use chrono::Duration;
use chrono::Utc;
use serde::Deserialize;
use serde::Serialize;

use crate::role::Role;

/// Validity window of every issued token.
pub const TOKEN_TTL_HOURS: i64 = 24;

/// Identity assertion carried inside a token.
///
/// Binds a subject (user identifier) to a role for a fixed window.
/// `sub`, `role` and `exp` are mandatory: a token missing any of them is malformed.
#[derive(Debug, Clone, Serialize, Deserialize, PartialEq, Eq)]
pub struct Claims {
    /// Subject (user identifier)
    pub sub: String,

    /// Role asserted for the subject
    pub role: Role,

    /// Issued at (Unix timestamp)
    pub iat: i64,

    /// Expiration time (Unix timestamp)
    pub exp: i64,
}

impl Claims {
    /// Create claims for an identity, valid for [`TOKEN_TTL_HOURS`] from now.
    pub fn for_identity(subject: impl ToString, role: Role) -> Self {
        let now = Utc::now();
        let expiration = now + Duration::hours(TOKEN_TTL_HOURS);

        Self {
            sub: subject.to_string(),
            role,
            iat: now.timestamp(),
            exp: expiration.timestamp(),
        }
    }

    /// Override issued-at and expiration (Unix timestamps).
    pub fn with_window(mut self, iat: i64, exp: i64) -> Self {
        self.iat = iat;
        self.exp = exp;
        self
    }
}
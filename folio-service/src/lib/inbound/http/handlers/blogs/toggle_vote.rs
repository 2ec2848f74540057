use axum::extract::Path;
use axum::extract::State;
use axum::http::StatusCode;
use axum::Extension;
use serde::Serialize;

use crate::blog::errors::BlogError;
use crate::domain::blog::models::BlogId;
use crate::domain::blog::models::VoteKind;
use crate::domain::blog::models::VoteOutcome;
use crate::inbound::http::handlers::ApiError;
use crate::inbound::http::handlers::ApiSuccess;
use crate::inbound::http::middleware::AuthenticatedUser;
use crate::inbound::http::router::AppState;

pub async fn like_blog(
    State(state): State<AppState>,
    Extension(caller): Extension<AuthenticatedUser>,
    Path(blog_id): Path<String>,
) -> Result<ApiSuccess<VoteResponseData>, ApiError> {
    toggle(state, caller, &blog_id, VoteKind::Like).await
}

pub async fn dislike_blog(
    State(state): State<AppState>,
    Extension(caller): Extension<AuthenticatedUser>,
    Path(blog_id): Path<String>,
) -> Result<ApiSuccess<VoteResponseData>, ApiError> {
    toggle(state, caller, &blog_id, VoteKind::Dislike).await
}

async fn toggle(
    state: AppState,
    caller: AuthenticatedUser,
    blog_id: &str,
    kind: VoteKind,
) -> Result<ApiSuccess<VoteResponseData>, ApiError> {
    let blog_id = BlogId::from_string(blog_id).map_err(BlogError::from)?;

    state
        .blog_service
        .toggle_vote(&blog_id, caller.user_id, kind)
        .await
        .map_err(ApiError::from)
        .map(|ref outcome| ApiSuccess::new(StatusCode::OK, outcome.into()))
}

/// Counts after the toggle and the caller's resulting vote.
#[derive(Debug, Clone, PartialEq, Eq, Serialize)]
#[serde(rename_all = "camelCase")]
pub struct VoteResponseData {
    pub blog_id: String,
    pub likes: usize,
    pub dislikes: usize,
    pub liked: bool,
    pub disliked: bool,
}

impl From<&VoteOutcome> for VoteResponseData {
    fn from(outcome: &VoteOutcome) -> Self {
        Self {
            blog_id: outcome.blog.id.to_string(),
            likes: outcome.blog.like_count(),
            dislikes: outcome.blog.dislike_count(),
            liked: outcome.vote == Some(VoteKind::Like),
            disliked: outcome.vote == Some(VoteKind::Dislike),
        }
    }
}
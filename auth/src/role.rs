use std::fmt;
use std::str::FromStr;

use serde::Deserialize;
use serde::Serialize;
use thiserror::Error;

/// Role carried by an identity assertion.
///
/// Serialized in lowercase (`"user"`, `"admin"`), both inside tokens and in storage.
#[derive(Debug, Clone, Copy, Default, PartialEq, Eq, Hash, Serialize, Deserialize)]
#[serde(rename_all = "lowercase")]
pub enum Role {
    #[default]
    User,
    Admin,
}

/// Error for role parsing failures.
#[derive(Debug, Clone, Error, PartialEq, Eq)]
#[error("Unknown role: {0}")]
pub struct UnknownRole(pub String);

impl Role {
    pub fn as_str(&self) -> &'static str {
        match self {
            Role::User => "user",
            Role::Admin => "admin",
        }
    }

    pub fn is_admin(&self) -> bool {
        matches!(self, Role::Admin)
    }
}

impl fmt::Display for Role {
    fn fmt(&self, f: &mut fmt::Formatter<'_>) -> fmt::Result {
        f.write_str(self.as_str())
    }
}

impl FromStr for Role {
    type Err = UnknownRole;

    fn from_str(s: &str) -> Result<Self, Self::Err> {
        match s {
            "user" => Ok(Role::User),
            "admin" => Ok(Role::Admin),
            other => Err(UnknownRole(other.to_string())),
        }
    }
}

#[cfg(test)]
mod tests {
    use super::*;

    #[test]
    fn test_parse_and_display() {
        assert_eq!("user".parse::<Role>(), Ok(Role::User));
        assert_eq!("admin".parse::<Role>(), Ok(Role::Admin));
        assert_eq!(Role::Admin.to_string(), "admin");
        assert!("Admin".parse::<Role>().is_err());
    }

    #[test]
    fn test_serde_lowercase() {
        assert_eq!(serde_json::to_string(&Role::Admin).unwrap(), "\"admin\"");
        let role: Role = serde_json::from_str("\"user\"").unwrap();
        assert_eq!(role, Role::User);
    }

    #[test]
    fn test_default_is_user() {
        assert_eq!(Role::default(), Role::User);
        assert!(!Role::User.is_admin());
    }
}
use axum::extract::State;
use axum::http::StatusCode;

use super::UserResponseData;
use crate::inbound::http::handlers::ApiError;
use crate::inbound::http::handlers::ApiSuccess;
use crate::inbound::http::router::AppState;

pub async fn list_users(
    State(state): State<AppState>,
) -> Result<ApiSuccess<Vec<UserResponseData>>, ApiError> {
    let users = state.user_service.list_users().await?;

    Ok(ApiSuccess::new(
        StatusCode::OK,
        users.iter().map(UserResponseData::from).collect(),
    ))
}
pub mod config;
pub mod domain;
pub mod inbound;
pub mod outbound;

pub use domain::blog;
pub use domain::project;
pub use domain::user;
pub use outbound::repositories;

What you are asked to do:
Every record above is to be copied out again exactly as written.

Finished exercise:
use chrono::Duration;
use chrono::Utc;
use serde::Deserialize;
use serde::Serialize;

use crate::role::Role;

/// Validity window of every issued token.
pub const TOKEN_TTL_HOURS: i64 = 24;

/// Identity assertion carried inside a token.
///
/// Binds a subject (user identifier) to a role for a fixed window.
/// `sub`, `role` and `exp` are mandatory: a token missing any of them is malformed.
#[derive(Debug, Clone, Serialize, Deserialize, PartialEq, Eq)]
pub struct Claims {
    /// Subject (user identifier)
    pub sub: String,

    /// Role asserted for the subject
    pub role: Role,

    /// Issued at (Unix timestamp)
    pub iat: i64,

    /// Expiration time (Unix timestamp)
    pub exp: i64,
}

impl Claims {
    /// Create claims for an identity, valid for [`TOKEN_TTL_HOURS`] from now.
    pub fn for_identity(subject: impl ToString, role: Role) -> Self {
        let now = Utc::now();
        let expiration = now + Duration::hours(TOKEN_TTL_HOURS);

        Self {
            sub: subject.to_string(),
            role,
            iat: now.timestamp(),
            exp: expiration.timestamp(),
        }
    }

    /// Override issued-at and expiration (Unix timestamps).
    pub fn with_window(mut self, iat: i64, exp: i64) -> Self {
        self.iat = iat;
        self.exp = exp;
        self
    }
}
filename folio-service/src/lib/inbound/http/handlers/blogs/toggle_vote.rs
repository 2ec2848f74540057
use axum::extract::Path;
use axum::extract::State;
use axum::http::StatusCode;
use axum::Extension;
use serde::Serialize;

use crate::blog::errors::BlogError;
use crate::domain::blog::models::BlogId;
use crate::domain::blog::models::VoteKind;
use crate::domain::blog::models::VoteOutcome;
use crate::inbound::http::handlers::ApiError;
use crate::inbound::http::handlers::ApiSuccess;
use crate::inbound::http::middleware::AuthenticatedUser;
use crate::inbound::http::router::AppState;

pub async fn like_blog(
    State(state): State<AppState>,
    Extension(caller): Extension<AuthenticatedUser>,
    Path(blog_id): Path<String>,
) -> Result<ApiSuccess<VoteResponseData>, ApiError> {
    toggle(state, caller, &blog_id, VoteKind::Like).await
}

pub async fn dislike_blog(
    State(state): State<AppState>,
    Extension(caller): Extension<AuthenticatedUser>,
    Path(blog_id): Path<String>,
) -> Result<ApiSuccess<VoteResponseData>, ApiError> {
    toggle(state, caller, &blog_id, VoteKind::Dislike).await
}

async fn toggle(
    state: AppState,
    caller: AuthenticatedUser,
    blog_id: &str,
    kind: VoteKind,
) -> Result<ApiSuccess<VoteResponseData>, ApiError> {
    let blog_id = BlogId::from_string(blog_id).map_err(BlogError::from)?;

    state
        .blog_service
        .toggle_vote(&blog_id, caller.user_id, kind)
        .await
        .map_err(ApiError::from)
        .map(|ref outcome| ApiSuccess::new(StatusCode::OK, outcome.into()))
}

/// Counts after the toggle and the caller's resulting vote.
#[derive(Debug, Clone, PartialEq, Eq, Serialize)]
#[serde(rename_all = "camelCase")]
pub struct VoteResponseData {
    pub blog_id: String,
    pub likes: usize,
    pub dislikes: usize,
    pub liked: bool,
    pub disliked: bool,
}

impl From<&VoteOutcome> for VoteResponseData {
    fn from(outcome: &VoteOutcome) -> Self {
        Self {
            blog_id: outcome.blog.id.to_string(),
            likes: outcome.blog.like_count(),
            dislikes: outcome.blog.dislike_count(),
            liked: outcome.vote == Some(VoteKind::Like),
            disliked: outcome.vote == Some(VoteKind::Dislike),
        }
    }
}
filename auth/src/role.rs
use std::fmt;
use std::str::FromStr;

use serde::Deserialize;
use serde::Serialize;
use thiserror::Error;

/// Role carried by an identity assertion.
///
/// Serialized in lowercase (`"user"`, `"admin"`), both inside tokens and in storage.
#[derive(Debug, Clone, Copy, Default, PartialEq, Eq, Hash, Serialize, Deserialize)]
#[serde(rename_all = "lowercase")]
pub enum Role {
    #[default]
    User,
    Admin,
}

/// Error for role parsing failures.
#[derive(Debug, Clone, Error, PartialEq, Eq)]
#[error("Unknown role: {0}")]
pub struct UnknownRole(pub String);

impl Role {
    pub fn as_str(&self) -> &'static str {
        match self {
            Role::User => "user",
            Role::Admin => "admin",
        }
    }

    pub fn is_admin(&self) -> bool {
        matches!(self, Role::Admin)
    }
}

impl fmt::Display for Role {
    fn fmt(&self, f: &mut fmt::Formatter<'_>) -> fmt::Result {
        f.write_str(self.as_str())
    }
}

impl FromStr for Role {
    type Err = UnknownRole;

    fn from_str(s: &str) -> Result<Self, Self::Err> {
        match s {
            "user" => Ok(Role::User),
            "admin" => Ok(Role::Admin),
            other => Err(UnknownRole(other.to_string())),
        }
    }
}

#[cfg(test)]
mod tests {
    use super::*;

    #[test]
    fn test_parse_and_display() {
        assert_eq!("user".parse::<Role>(), Ok(Role::User));
        assert_eq!("admin".parse::<Role>(), Ok(Role::Admin));
        assert_eq!(Role::Admin.to_string(), "admin");
        assert!("Admin".parse::<Role>().is_err());
    }

    #[test]
    fn test_serde_lowercase() {
        assert_eq!(serde_json::to_string(&Role::Admin).unwrap(), "\"admin\"");
        let role: Role = serde_json::from_str("\"user\"").unwrap();
        assert_eq!(role, Role::User);
    }

    #[test]
    fn test_default_is_user() {
        assert_eq!(Role::default(), Role::User);
        assert!(!Role::User.is_admin());
    }
}
use axum::extract::State;
use axum::http::StatusCode;

use super::UserResponseData;
use crate::inbound::http::handlers::ApiError;
use crate::inbound::http::handlers::ApiSuccess;
use crate::inbound::http::router::AppState;

pub async fn list_users(
    State(state): State<AppState>,
) -> Result<ApiSuccess<Vec<UserResponseData>>, ApiError> {
    let users = state.user_service.list_users().await?;

    Ok(ApiSuccess::new(
        StatusCode::OK,
        users.iter().map(UserResponseData::from).collect(),
    ))
}
pub mod config;
pub mod domain;
pub mod inbound;
pub mod outbound;

pub use domain::blog;
pub use domain::project;
pub use domain::user;
pub use outbound::repositories;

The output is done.